» **TASK OBJECTIVE**
Each record below should be given again exactly as it reads.

(Dataset records)
-=-=-

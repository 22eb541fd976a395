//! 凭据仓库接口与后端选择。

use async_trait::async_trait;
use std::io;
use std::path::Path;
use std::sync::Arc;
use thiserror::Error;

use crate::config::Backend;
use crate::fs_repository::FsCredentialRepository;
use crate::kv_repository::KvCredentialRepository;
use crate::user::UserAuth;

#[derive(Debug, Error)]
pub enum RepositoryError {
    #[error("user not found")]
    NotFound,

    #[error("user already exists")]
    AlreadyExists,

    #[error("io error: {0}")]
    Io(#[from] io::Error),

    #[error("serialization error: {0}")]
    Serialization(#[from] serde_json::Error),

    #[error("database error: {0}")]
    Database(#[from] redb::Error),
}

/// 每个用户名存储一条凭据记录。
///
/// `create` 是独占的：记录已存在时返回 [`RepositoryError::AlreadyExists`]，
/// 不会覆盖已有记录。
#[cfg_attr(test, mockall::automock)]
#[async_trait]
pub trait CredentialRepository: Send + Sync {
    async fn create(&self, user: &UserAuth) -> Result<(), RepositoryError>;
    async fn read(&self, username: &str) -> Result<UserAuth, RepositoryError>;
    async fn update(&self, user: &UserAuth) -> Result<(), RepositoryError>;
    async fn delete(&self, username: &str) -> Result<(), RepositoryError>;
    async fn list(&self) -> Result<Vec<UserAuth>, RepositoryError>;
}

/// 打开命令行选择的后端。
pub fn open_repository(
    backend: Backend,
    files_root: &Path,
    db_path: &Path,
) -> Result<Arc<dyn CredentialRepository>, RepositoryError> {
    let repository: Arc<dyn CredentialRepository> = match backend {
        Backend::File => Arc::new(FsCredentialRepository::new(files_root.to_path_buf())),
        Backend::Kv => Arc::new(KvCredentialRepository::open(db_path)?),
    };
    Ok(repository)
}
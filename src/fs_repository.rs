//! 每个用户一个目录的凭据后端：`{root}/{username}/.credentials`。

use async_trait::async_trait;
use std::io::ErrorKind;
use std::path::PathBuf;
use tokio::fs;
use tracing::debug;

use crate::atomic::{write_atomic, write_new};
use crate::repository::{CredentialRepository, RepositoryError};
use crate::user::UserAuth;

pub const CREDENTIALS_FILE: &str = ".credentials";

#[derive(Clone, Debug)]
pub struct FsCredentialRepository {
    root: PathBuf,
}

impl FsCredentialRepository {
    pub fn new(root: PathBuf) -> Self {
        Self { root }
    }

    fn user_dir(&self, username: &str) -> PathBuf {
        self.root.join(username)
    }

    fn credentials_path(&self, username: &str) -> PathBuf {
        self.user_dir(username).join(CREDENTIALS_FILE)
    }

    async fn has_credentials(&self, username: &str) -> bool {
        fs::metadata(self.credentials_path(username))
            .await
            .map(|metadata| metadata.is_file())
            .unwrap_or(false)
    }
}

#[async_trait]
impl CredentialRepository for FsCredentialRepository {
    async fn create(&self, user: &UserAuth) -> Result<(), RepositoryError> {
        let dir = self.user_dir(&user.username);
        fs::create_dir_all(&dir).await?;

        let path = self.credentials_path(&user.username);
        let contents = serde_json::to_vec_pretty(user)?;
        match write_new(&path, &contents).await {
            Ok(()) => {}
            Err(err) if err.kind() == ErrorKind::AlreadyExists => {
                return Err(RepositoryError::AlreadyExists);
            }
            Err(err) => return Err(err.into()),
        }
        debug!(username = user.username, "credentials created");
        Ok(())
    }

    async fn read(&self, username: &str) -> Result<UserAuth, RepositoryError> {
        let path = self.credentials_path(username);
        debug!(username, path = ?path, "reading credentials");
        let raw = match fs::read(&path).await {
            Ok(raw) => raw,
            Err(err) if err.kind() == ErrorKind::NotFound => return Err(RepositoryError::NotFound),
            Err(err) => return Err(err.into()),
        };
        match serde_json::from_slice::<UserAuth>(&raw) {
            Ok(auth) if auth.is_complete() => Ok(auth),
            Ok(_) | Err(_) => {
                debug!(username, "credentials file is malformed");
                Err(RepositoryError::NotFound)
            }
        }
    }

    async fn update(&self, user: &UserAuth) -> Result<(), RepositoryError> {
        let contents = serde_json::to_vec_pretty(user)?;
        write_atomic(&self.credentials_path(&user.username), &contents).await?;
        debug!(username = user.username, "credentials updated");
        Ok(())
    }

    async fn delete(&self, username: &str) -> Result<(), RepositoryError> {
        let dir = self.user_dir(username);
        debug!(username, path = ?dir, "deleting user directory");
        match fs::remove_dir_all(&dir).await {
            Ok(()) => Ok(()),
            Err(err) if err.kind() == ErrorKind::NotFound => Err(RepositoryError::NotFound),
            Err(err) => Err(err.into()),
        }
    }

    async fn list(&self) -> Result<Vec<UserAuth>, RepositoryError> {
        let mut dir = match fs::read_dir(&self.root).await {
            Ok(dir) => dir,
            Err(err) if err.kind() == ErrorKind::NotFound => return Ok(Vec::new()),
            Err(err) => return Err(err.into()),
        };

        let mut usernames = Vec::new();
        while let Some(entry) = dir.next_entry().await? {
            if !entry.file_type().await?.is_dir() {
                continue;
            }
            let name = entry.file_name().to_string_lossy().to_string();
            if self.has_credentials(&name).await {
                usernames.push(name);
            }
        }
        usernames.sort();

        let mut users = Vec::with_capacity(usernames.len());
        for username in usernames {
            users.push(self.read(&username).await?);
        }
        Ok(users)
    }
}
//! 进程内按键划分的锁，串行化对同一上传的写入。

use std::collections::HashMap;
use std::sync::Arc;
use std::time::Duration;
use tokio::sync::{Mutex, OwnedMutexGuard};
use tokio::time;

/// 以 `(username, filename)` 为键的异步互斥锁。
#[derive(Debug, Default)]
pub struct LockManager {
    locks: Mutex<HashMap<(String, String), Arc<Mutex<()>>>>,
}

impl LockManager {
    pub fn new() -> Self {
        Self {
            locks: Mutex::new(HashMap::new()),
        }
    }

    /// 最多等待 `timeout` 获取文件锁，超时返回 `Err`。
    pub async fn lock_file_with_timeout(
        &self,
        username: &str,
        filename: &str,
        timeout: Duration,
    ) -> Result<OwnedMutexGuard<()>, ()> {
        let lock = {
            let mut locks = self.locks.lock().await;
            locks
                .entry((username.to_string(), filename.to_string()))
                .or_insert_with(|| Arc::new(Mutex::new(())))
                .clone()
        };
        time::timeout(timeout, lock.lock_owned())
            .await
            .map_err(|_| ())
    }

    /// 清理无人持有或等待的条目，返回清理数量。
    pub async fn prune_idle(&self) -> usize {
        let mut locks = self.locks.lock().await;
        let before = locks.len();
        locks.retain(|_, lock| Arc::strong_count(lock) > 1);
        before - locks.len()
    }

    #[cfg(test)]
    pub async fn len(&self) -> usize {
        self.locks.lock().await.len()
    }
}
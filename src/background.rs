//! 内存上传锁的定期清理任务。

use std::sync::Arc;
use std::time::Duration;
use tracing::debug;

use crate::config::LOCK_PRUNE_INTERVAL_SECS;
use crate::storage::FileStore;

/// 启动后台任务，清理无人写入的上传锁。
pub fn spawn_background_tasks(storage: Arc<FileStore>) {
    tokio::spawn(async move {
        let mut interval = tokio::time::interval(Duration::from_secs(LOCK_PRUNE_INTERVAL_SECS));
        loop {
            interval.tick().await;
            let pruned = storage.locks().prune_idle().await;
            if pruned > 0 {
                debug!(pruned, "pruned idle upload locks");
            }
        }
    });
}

-=-=-

» **EXERCISE ANSWER**
repository 22eb541fd976a395
//! 凭据仓库接口与后端选择。

use async_trait::async_trait;
use std::io;
use std::path::Path;
use std::sync::Arc;
use thiserror::Error;

use crate::config::Backend;
use crate::fs_repository::FsCredentialRepository;
use crate::kv_repository::KvCredentialRepository;
use crate::user::UserAuth;

#[derive(Debug, Error)]
pub enum RepositoryError {
    #[error("user not found")]
    NotFound,

    #[error("user already exists")]
    AlreadyExists,

    #[error("io error: {0}")]
    Io(#[from] io::Error),

    #[error("serialization error: {0}")]
    Serialization(#[from] serde_json::Error),

    #[error("database error: {0}")]
    Database(#[from] redb::Error),
}

/// 每个用户名存储一条凭据记录。
///
/// `create` 是独占的：记录已存在时返回 [`RepositoryError::AlreadyExists`]，
/// 不会覆盖已有记录。
#[cfg_attr(test, mockall::automock)]
#[async_trait]
pub trait CredentialRepository: Send + Sync {
    async fn create(&self, user: &UserAuth) -> Result<(), RepositoryError>;
    async fn read(&self, username: &str) -> Result<UserAuth, RepositoryError>;
    async fn update(&self, user: &UserAuth) -> Result<(), RepositoryError>;
    async fn delete(&self, username: &str) -> Result<(), RepositoryError>;
    async fn list(&self) -> Result<Vec<UserAuth>, RepositoryError>;
}

/// 打开命令行选择的后端。
pub fn open_repository(
    backend: Backend,
    files_root: &Path,
    db_path: &Path,
) -> Result<Arc<dyn CredentialRepository>, RepositoryError> {
    let repository: Arc<dyn CredentialRepository> = match backend {
        Backend::File => Arc::new(FsCredentialRepository::new(files_root.to_path_buf())),
        Backend::Kv => Arc::new(KvCredentialRepository::open(db_path)?),
    };
    Ok(repository)
}
filename src/fs_repository.rs
//! 每个用户一个目录的凭据后端：`{root}/{username}/.credentials`。

use async_trait::async_trait;
use std::io::ErrorKind;
use std::path::PathBuf;
use tokio::fs;
use tracing::debug;

use crate::atomic::{write_atomic, write_new};
use crate::repository::{CredentialRepository, RepositoryError};
use crate::user::UserAuth;

pub const CREDENTIALS_FILE: &str = ".credentials";

#[derive(Clone, Debug)]
pub struct FsCredentialRepository {
    root: PathBuf,
}

impl FsCredentialRepository {
    pub fn new(root: PathBuf) -> Self {
        Self { root }
    }

    fn user_dir(&self, username: &str) -> PathBuf {
        self.root.join(username)
    }

    fn credentials_path(&self, username: &str) -> PathBuf {
        self.user_dir(username).join(CREDENTIALS_FILE)
    }

    async fn has_credentials(&self, username: &str) -> bool {
        fs::metadata(self.credentials_path(username))
            .await
            .map(|metadata| metadata.is_file())
            .unwrap_or(false)
    }
}

#[async_trait]
impl CredentialRepository for FsCredentialRepository {
    async fn create(&self, user: &UserAuth) -> Result<(), RepositoryError> {
        let dir = self.user_dir(&user.username);
        fs::create_dir_all(&dir).await?;

        let path = self.credentials_path(&user.username);
        let contents = serde_json::to_vec_pretty(user)?;
        match write_new(&path, &contents).await {
            Ok(()) => {}
            Err(err) if err.kind() == ErrorKind::AlreadyExists => {
                return Err(RepositoryError::AlreadyExists);
            }
            Err(err) => return Err(err.into()),
        }
        debug!(username = user.username, "credentials created");
        Ok(())
    }

    async fn read(&self, username: &str) -> Result<UserAuth, RepositoryError> {
        let path = self.credentials_path(username);
        debug!(username, path = ?path, "reading credentials");
        let raw = match fs::read(&path).await {
            Ok(raw) => raw,
            Err(err) if err.kind() == ErrorKind::NotFound => return Err(RepositoryError::NotFound),
            Err(err) => return Err(err.into()),
        };
        match serde_json::from_slice::<UserAuth>(&raw) {
            Ok(auth) if auth.is_complete() => Ok(auth),
            Ok(_) | Err(_) => {
                debug!(username, "credentials file is malformed");
                Err(RepositoryError::NotFound)
            }
        }
    }

    async fn update(&self, user: &UserAuth) -> Result<(), RepositoryError> {
        let contents = serde_json::to_vec_pretty(user)?;
        write_atomic(&self.credentials_path(&user.username), &contents).await?;
        debug!(username = user.username, "credentials updated");
        Ok(())
    }

    async fn delete(&self, username: &str) -> Result<(), RepositoryError> {
        let dir = self.user_dir(username);
        debug!(username, path = ?dir, "deleting user directory");
        match fs::remove_dir_all(&dir).await {
            Ok(()) => Ok(()),
            Err(err) if err.kind() == ErrorKind::NotFound => Err(RepositoryError::NotFound),
            Err(err) => Err(err.into()),
        }
    }

    async fn list(&self) -> Result<Vec<UserAuth>, RepositoryError> {
        let mut dir = match fs::read_dir(&self.root).await {
            Ok(dir) => dir,
            Err(err) if err.kind() == ErrorKind::NotFound => return Ok(Vec::new()),
            Err(err) => return Err(err.into()),
        };

        let mut usernames = Vec::new();
        while let Some(entry) = dir.next_entry().await? {
            if !entry.file_type().await?.is_dir() {
                continue;
            }
            let name = entry.file_name().to_string_lossy().to_string();
            if self.has_credentials(&name).await {
                usernames.push(name);
            }
        }
        usernames.sort();

        let mut users = Vec::with_capacity(usernames.len());
        for username in usernames {
            users.push(self.read(&username).await?);
        }
        Ok(users)
    }
}
//! 进程内按键划分的锁，串行化对同一上传的写入。

use std::collections::HashMap;
use std::sync::Arc;
use std::time::Duration;
use tokio::sync::{Mutex, OwnedMutexGuard};
use tokio::time;

/// 以 `(username, filename)` 为键的异步互斥锁。
#[derive(Debug, Default)]
pub struct LockManager {
    locks: Mutex<HashMap<(String, String), Arc<Mutex<()>>>>,
}

impl LockManager {
    pub fn new() -> Self {
        Self {
            locks: Mutex::new(HashMap::new()),
        }
    }

    /// 最多等待 `timeout` 获取文件锁，超时返回 `Err`。
    pub async fn lock_file_with_timeout(
        &self,
        username: &str,
        filename: &str,
        timeout: Duration,
    ) -> Result<OwnedMutexGuard<()>, ()> {
        let lock = {
            let mut locks = self.locks.lock().await;
            locks
                .entry((username.to_string(), filename.to_string()))
                .or_insert_with(|| Arc::new(Mutex::new(())))
                .clone()
        };
        time::timeout(timeout, lock.lock_owned())
            .await
            .map_err(|_| ())
    }

    /// 清理无人持有或等待的条目，返回清理数量。
    pub async fn prune_idle(&self) -> usize {
        let mut locks = self.locks.lock().await;
        let before = locks.len();
        locks.retain(|_, lock| Arc::strong_count(lock) > 1);
        before - locks.len()
    }

    #[cfg(test)]
    pub async fn len(&self) -> usize {
        self.locks.lock().await.len()
    }
}
filename src/background.rs
//! 内存上传锁的定期清理任务。

use std::sync::Arc;
use std::time::Duration;
use tracing::debug;

use crate::config::LOCK_PRUNE_INTERVAL_SECS;
use crate::storage::FileStore;

/// 启动后台任务，清理无人写入的上传锁。
pub fn spawn_background_tasks(storage: Arc<FileStore>) {
    tokio::spawn(async move {
        let mut interval = tokio::time::interval(Duration::from_secs(LOCK_PRUNE_INTERVAL_SECS));
        loop {
            interval.tick().await;
            let pruned = storage.locks().prune_idle().await;
            if pruned > 0 {
                debug!(pruned, "pruned idle upload locks");
            }
        }
    });
}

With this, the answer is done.